Information provided section start

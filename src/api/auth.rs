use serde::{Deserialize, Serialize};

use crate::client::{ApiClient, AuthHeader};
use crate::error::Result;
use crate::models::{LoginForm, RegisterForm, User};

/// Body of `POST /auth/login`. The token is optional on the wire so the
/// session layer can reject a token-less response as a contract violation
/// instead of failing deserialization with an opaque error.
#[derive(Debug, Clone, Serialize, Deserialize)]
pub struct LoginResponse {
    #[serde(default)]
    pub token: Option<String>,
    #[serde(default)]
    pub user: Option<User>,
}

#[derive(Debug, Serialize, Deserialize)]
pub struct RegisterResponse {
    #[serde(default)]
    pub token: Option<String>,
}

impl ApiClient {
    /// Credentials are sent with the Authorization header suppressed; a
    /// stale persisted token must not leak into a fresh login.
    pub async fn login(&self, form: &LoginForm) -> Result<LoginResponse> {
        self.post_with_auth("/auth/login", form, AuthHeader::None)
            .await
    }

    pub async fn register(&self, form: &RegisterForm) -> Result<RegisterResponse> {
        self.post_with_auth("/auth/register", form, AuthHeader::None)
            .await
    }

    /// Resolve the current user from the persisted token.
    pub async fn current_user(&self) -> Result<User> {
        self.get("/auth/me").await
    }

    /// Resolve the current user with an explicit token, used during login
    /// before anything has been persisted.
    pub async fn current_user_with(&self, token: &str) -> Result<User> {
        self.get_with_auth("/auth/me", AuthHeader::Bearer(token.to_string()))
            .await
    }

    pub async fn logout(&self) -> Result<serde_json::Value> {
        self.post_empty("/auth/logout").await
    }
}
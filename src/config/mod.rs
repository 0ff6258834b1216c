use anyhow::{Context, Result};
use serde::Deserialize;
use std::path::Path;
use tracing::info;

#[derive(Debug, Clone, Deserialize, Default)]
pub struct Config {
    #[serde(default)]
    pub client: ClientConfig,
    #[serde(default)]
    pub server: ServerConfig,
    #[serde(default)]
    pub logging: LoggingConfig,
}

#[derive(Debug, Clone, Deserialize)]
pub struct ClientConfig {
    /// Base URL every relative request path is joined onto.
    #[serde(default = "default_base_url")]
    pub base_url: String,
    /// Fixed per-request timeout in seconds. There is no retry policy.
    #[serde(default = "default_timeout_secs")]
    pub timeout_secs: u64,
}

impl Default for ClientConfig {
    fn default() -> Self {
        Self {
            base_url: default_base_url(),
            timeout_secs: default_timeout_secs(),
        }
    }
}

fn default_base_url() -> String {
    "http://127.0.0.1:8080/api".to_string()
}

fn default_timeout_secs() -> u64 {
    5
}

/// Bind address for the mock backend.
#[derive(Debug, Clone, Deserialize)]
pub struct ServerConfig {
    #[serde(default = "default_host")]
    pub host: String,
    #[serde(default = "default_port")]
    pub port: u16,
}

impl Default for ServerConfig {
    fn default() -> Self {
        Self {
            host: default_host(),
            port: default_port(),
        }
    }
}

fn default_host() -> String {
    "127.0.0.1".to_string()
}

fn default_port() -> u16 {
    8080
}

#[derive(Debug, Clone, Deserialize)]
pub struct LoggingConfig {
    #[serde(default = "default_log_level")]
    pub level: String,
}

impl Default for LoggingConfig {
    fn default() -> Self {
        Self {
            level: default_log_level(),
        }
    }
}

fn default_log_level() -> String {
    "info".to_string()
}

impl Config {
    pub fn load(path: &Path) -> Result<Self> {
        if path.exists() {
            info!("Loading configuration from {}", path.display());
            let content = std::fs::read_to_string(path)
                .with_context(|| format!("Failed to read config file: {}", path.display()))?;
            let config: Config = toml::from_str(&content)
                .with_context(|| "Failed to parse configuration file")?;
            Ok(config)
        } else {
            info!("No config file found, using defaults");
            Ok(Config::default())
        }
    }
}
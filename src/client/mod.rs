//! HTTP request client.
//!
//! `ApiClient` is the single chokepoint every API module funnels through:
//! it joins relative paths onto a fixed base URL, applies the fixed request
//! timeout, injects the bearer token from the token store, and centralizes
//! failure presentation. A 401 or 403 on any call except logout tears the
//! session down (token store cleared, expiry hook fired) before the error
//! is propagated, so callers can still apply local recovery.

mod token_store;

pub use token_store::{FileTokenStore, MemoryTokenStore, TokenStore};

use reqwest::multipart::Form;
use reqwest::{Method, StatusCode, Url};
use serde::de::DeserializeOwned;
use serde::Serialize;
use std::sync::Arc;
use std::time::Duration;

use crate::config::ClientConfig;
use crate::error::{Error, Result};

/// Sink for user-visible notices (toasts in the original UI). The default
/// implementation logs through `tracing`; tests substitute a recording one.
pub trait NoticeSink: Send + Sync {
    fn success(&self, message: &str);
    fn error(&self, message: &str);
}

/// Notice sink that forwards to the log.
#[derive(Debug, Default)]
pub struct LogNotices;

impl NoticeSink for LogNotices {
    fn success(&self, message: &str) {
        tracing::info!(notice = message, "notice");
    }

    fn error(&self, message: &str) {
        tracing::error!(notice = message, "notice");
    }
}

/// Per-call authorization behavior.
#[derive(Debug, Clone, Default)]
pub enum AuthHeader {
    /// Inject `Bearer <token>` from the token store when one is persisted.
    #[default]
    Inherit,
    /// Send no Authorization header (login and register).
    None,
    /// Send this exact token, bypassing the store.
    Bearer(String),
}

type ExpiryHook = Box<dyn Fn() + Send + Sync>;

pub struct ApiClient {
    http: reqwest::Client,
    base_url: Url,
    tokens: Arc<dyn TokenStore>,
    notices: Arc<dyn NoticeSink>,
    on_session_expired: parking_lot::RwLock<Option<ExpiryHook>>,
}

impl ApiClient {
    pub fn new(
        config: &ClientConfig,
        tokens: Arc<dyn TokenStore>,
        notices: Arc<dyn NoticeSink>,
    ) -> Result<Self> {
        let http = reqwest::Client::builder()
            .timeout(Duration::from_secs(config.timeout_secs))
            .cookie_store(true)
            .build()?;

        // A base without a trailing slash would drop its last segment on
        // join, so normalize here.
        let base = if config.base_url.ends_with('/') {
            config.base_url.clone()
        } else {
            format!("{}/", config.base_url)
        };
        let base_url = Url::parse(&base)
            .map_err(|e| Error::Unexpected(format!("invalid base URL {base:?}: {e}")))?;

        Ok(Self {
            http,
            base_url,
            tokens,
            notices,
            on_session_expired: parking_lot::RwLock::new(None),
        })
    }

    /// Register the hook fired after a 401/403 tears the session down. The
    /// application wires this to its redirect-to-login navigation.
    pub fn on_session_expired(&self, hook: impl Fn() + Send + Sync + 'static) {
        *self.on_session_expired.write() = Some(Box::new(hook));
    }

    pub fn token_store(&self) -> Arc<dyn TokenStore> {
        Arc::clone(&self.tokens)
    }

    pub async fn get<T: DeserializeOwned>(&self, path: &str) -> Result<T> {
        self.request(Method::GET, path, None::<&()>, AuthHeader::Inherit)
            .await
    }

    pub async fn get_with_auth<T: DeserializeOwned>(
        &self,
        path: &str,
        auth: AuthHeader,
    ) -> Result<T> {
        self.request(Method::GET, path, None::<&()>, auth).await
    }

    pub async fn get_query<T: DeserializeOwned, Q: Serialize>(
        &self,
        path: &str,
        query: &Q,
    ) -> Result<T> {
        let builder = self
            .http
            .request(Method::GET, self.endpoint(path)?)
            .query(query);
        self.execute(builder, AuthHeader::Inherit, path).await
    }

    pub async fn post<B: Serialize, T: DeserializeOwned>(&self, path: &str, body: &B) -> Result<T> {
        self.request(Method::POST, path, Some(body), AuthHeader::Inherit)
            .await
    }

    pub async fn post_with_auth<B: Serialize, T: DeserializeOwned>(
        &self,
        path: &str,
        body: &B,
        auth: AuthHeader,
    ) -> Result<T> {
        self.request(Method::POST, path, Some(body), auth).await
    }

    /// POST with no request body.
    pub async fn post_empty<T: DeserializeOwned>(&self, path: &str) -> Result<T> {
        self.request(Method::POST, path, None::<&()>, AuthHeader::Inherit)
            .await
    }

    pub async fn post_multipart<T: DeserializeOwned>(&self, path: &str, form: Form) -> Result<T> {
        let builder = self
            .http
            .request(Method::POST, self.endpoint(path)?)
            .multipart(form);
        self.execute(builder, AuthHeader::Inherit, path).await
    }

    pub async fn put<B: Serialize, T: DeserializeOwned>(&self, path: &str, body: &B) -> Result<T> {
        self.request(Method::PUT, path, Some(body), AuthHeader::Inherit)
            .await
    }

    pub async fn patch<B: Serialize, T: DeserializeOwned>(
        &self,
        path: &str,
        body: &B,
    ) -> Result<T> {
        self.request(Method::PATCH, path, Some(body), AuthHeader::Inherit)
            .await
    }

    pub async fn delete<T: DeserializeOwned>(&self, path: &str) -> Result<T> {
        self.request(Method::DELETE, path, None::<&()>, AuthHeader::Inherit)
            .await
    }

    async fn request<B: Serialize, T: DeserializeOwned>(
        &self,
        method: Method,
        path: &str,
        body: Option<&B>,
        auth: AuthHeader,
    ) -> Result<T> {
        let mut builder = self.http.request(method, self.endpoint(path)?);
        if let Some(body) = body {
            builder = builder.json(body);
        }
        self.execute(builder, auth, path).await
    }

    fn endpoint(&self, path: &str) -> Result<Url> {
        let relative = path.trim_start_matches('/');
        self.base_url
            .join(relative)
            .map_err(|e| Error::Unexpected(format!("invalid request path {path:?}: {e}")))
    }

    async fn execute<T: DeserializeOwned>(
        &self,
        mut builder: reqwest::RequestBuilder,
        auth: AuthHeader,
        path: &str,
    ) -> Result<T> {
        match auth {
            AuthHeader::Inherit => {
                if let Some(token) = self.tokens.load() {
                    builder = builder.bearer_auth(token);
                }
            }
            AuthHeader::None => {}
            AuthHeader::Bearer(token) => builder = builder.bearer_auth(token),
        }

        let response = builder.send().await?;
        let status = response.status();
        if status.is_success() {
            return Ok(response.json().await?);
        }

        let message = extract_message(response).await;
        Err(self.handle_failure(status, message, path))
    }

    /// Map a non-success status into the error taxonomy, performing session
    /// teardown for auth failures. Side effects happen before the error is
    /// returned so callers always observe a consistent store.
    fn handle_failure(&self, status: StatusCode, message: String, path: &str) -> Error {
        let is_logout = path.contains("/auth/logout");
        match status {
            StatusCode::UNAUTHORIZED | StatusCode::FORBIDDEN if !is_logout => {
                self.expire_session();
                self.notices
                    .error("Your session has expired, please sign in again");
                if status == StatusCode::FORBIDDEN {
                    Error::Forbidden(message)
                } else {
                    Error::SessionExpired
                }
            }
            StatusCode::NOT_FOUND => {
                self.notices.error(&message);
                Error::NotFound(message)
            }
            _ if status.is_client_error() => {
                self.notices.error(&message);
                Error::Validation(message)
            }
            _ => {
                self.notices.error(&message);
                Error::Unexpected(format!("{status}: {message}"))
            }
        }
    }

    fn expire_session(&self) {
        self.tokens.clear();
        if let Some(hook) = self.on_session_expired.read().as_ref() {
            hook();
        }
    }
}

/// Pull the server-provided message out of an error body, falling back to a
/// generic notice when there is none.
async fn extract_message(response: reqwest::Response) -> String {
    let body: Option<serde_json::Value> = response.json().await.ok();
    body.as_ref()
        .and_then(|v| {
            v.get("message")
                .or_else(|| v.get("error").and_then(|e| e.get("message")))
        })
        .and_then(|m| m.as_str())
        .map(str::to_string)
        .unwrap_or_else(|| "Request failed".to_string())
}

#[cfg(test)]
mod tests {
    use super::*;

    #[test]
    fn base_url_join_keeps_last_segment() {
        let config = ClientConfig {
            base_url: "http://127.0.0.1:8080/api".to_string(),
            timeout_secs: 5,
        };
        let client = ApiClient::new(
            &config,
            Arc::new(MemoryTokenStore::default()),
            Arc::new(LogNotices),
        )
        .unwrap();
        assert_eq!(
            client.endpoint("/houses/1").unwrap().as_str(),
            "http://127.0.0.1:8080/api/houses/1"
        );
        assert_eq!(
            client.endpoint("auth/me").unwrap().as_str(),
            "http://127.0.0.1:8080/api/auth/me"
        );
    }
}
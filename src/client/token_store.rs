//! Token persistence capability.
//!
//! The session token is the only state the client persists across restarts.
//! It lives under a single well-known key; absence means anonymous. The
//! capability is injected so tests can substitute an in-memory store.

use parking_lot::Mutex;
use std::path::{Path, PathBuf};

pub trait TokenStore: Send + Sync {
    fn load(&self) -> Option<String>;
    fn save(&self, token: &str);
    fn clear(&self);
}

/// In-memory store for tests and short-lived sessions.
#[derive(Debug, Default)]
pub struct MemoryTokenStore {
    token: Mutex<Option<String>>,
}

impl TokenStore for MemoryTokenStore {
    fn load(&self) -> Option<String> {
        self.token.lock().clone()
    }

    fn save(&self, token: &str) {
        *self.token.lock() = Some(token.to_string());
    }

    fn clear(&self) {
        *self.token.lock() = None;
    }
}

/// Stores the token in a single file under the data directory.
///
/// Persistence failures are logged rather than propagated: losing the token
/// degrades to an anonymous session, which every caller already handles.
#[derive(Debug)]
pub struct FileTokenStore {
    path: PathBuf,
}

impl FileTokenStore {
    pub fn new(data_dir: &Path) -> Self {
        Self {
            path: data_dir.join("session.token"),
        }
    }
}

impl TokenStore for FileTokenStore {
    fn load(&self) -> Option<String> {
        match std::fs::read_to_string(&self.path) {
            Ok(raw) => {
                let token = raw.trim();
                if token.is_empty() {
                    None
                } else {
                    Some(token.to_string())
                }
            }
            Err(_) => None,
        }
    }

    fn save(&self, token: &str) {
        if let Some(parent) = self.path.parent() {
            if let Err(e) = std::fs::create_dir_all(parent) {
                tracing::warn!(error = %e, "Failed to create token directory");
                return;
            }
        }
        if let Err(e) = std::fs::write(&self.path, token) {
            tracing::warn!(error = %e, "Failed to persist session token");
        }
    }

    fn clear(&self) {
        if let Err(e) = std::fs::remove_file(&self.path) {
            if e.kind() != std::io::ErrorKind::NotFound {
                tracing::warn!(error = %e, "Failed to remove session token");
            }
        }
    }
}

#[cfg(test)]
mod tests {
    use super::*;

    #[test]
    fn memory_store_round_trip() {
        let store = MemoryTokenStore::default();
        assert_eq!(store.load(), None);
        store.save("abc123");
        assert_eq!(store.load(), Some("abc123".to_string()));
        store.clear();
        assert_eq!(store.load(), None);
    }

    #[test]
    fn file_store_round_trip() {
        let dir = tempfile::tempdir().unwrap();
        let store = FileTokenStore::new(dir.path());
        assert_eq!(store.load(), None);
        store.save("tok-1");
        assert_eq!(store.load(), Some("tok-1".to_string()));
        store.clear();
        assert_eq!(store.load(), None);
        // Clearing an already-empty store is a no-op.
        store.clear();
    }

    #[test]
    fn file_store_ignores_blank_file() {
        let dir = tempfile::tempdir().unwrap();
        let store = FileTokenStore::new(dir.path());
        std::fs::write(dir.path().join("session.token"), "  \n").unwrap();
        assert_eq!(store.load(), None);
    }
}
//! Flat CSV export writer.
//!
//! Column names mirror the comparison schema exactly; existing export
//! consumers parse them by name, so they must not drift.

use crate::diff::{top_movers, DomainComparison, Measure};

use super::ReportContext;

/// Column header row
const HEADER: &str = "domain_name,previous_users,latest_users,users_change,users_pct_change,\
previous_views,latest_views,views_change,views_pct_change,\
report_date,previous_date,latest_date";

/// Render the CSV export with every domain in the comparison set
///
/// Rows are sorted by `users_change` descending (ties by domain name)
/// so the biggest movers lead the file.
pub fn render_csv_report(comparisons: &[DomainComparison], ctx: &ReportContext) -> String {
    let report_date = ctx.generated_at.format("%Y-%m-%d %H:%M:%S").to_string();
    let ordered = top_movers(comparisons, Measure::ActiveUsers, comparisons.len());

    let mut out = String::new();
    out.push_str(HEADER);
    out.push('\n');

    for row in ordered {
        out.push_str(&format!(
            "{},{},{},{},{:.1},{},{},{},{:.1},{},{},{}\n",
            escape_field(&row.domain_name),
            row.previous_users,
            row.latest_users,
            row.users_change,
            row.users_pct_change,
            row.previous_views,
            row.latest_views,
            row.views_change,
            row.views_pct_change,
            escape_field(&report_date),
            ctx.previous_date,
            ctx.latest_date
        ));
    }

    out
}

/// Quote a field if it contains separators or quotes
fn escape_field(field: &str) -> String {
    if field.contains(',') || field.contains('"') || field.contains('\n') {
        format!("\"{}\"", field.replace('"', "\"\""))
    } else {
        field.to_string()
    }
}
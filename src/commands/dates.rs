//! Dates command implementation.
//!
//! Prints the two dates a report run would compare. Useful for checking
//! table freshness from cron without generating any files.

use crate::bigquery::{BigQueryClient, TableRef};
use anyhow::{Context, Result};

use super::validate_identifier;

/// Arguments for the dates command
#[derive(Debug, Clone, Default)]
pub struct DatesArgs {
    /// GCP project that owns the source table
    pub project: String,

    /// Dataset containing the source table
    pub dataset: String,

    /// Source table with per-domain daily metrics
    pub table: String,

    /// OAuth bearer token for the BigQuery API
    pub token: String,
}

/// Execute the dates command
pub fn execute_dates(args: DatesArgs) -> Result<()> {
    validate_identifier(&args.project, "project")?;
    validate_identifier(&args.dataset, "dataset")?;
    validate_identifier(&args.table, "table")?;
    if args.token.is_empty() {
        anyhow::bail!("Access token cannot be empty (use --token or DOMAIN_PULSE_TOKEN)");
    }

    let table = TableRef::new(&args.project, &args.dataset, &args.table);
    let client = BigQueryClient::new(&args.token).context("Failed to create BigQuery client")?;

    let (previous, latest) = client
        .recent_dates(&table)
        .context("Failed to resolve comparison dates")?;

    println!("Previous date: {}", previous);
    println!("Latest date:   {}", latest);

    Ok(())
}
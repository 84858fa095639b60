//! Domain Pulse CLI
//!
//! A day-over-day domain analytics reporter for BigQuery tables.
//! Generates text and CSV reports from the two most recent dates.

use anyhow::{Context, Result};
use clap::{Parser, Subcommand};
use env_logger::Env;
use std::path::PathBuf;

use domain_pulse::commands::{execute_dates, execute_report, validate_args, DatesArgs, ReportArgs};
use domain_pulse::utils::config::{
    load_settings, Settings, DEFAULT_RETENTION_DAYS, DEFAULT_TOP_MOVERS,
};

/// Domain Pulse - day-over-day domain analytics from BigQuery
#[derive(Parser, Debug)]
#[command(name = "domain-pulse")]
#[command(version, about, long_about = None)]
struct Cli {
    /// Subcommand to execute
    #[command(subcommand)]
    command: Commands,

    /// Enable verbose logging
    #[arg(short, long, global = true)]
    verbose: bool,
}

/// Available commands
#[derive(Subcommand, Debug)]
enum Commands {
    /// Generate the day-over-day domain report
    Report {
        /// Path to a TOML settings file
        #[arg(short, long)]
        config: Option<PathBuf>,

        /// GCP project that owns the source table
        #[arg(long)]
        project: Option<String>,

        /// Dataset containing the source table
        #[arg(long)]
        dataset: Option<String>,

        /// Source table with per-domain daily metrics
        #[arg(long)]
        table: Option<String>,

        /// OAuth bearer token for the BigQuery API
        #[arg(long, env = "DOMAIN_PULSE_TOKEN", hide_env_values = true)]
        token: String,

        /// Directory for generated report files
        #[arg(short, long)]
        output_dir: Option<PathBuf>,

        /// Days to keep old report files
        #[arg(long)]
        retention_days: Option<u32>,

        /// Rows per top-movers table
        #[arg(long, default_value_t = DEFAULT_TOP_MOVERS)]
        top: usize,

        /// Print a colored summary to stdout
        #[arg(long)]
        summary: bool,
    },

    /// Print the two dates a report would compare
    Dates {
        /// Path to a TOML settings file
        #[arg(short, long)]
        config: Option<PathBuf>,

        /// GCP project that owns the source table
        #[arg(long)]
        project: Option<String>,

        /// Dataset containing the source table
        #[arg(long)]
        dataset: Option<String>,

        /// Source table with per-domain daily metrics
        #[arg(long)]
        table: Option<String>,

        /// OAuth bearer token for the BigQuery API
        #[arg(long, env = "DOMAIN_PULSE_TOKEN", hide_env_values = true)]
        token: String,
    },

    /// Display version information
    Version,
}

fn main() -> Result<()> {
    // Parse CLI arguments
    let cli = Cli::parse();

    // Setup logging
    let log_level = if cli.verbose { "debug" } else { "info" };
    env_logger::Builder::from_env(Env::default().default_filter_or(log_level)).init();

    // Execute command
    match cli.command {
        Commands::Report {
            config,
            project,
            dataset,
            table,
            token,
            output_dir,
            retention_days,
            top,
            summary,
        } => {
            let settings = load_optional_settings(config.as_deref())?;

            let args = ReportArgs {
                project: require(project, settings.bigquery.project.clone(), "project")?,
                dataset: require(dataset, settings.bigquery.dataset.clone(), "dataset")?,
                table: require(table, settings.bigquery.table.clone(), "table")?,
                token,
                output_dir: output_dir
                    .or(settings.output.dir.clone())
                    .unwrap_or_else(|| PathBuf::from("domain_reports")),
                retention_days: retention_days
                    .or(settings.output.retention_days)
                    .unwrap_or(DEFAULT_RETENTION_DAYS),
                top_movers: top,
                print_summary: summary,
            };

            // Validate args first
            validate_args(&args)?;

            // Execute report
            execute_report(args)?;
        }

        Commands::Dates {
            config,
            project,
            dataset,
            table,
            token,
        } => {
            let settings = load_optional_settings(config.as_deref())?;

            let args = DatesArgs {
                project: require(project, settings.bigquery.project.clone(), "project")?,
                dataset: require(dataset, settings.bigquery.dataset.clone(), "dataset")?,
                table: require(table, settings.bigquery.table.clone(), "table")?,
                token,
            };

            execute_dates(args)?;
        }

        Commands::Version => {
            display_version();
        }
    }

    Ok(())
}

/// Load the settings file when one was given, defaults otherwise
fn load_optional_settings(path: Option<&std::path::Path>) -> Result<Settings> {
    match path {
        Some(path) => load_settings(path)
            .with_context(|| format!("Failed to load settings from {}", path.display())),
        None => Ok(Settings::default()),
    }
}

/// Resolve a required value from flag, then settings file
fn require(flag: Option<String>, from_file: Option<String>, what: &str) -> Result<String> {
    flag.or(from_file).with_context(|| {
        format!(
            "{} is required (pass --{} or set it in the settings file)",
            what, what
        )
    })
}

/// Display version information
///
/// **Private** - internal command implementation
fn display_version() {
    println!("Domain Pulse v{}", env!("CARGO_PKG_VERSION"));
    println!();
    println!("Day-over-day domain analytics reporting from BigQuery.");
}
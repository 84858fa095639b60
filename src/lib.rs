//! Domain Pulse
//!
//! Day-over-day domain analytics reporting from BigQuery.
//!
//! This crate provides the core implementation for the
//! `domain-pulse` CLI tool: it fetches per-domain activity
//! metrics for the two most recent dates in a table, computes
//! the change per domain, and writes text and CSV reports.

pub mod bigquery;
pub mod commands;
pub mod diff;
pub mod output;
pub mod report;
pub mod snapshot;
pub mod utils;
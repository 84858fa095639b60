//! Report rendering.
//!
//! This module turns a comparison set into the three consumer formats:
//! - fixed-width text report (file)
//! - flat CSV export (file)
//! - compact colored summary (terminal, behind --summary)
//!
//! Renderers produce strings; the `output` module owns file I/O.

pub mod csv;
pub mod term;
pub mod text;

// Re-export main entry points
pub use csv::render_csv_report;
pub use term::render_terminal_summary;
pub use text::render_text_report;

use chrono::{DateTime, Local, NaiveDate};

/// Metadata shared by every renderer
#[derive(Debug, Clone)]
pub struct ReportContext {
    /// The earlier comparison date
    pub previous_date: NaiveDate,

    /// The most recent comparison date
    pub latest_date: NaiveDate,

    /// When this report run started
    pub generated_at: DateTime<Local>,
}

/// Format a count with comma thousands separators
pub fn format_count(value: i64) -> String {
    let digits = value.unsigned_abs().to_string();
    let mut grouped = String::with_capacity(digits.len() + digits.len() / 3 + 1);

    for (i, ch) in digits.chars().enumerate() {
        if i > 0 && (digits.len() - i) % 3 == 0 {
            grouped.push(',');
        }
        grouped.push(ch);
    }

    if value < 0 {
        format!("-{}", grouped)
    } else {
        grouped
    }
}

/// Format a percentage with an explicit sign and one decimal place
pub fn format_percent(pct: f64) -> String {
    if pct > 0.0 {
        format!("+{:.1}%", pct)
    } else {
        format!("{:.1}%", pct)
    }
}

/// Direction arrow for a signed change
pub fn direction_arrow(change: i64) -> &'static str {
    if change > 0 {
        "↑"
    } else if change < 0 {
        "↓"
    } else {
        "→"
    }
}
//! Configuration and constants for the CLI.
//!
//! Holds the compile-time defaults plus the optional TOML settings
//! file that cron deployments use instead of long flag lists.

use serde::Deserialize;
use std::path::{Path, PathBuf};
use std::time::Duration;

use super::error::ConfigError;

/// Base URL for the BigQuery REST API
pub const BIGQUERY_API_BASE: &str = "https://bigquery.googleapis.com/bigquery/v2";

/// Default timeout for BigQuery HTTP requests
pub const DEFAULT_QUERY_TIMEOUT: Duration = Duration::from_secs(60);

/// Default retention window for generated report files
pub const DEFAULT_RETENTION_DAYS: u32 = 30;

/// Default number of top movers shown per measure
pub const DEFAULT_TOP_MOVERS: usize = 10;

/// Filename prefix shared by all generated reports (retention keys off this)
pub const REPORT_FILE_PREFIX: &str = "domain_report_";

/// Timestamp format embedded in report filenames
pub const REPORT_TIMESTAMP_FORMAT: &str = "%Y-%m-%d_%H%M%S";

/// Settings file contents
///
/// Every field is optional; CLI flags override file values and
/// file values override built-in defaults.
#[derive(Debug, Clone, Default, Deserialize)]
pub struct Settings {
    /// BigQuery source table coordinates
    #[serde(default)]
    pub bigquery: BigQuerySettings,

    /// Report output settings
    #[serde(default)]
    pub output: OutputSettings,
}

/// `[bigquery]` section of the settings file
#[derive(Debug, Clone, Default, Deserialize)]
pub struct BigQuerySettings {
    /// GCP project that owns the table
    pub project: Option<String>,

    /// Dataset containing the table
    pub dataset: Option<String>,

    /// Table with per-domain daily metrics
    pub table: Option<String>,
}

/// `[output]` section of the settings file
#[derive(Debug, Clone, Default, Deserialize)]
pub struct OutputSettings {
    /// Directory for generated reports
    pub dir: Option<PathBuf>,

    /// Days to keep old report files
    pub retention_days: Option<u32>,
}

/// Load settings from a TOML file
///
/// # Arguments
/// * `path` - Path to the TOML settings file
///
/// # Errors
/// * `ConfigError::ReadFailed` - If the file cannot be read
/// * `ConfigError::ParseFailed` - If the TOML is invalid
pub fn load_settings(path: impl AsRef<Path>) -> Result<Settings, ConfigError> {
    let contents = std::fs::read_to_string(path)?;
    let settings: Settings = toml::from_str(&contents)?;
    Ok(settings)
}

Information provided section end

_Work required_
Return all lines from the data that include the string "separators".

_Written answer_
/// Quote a field if it contains separators or quotes
/// Format a count with comma thousands separators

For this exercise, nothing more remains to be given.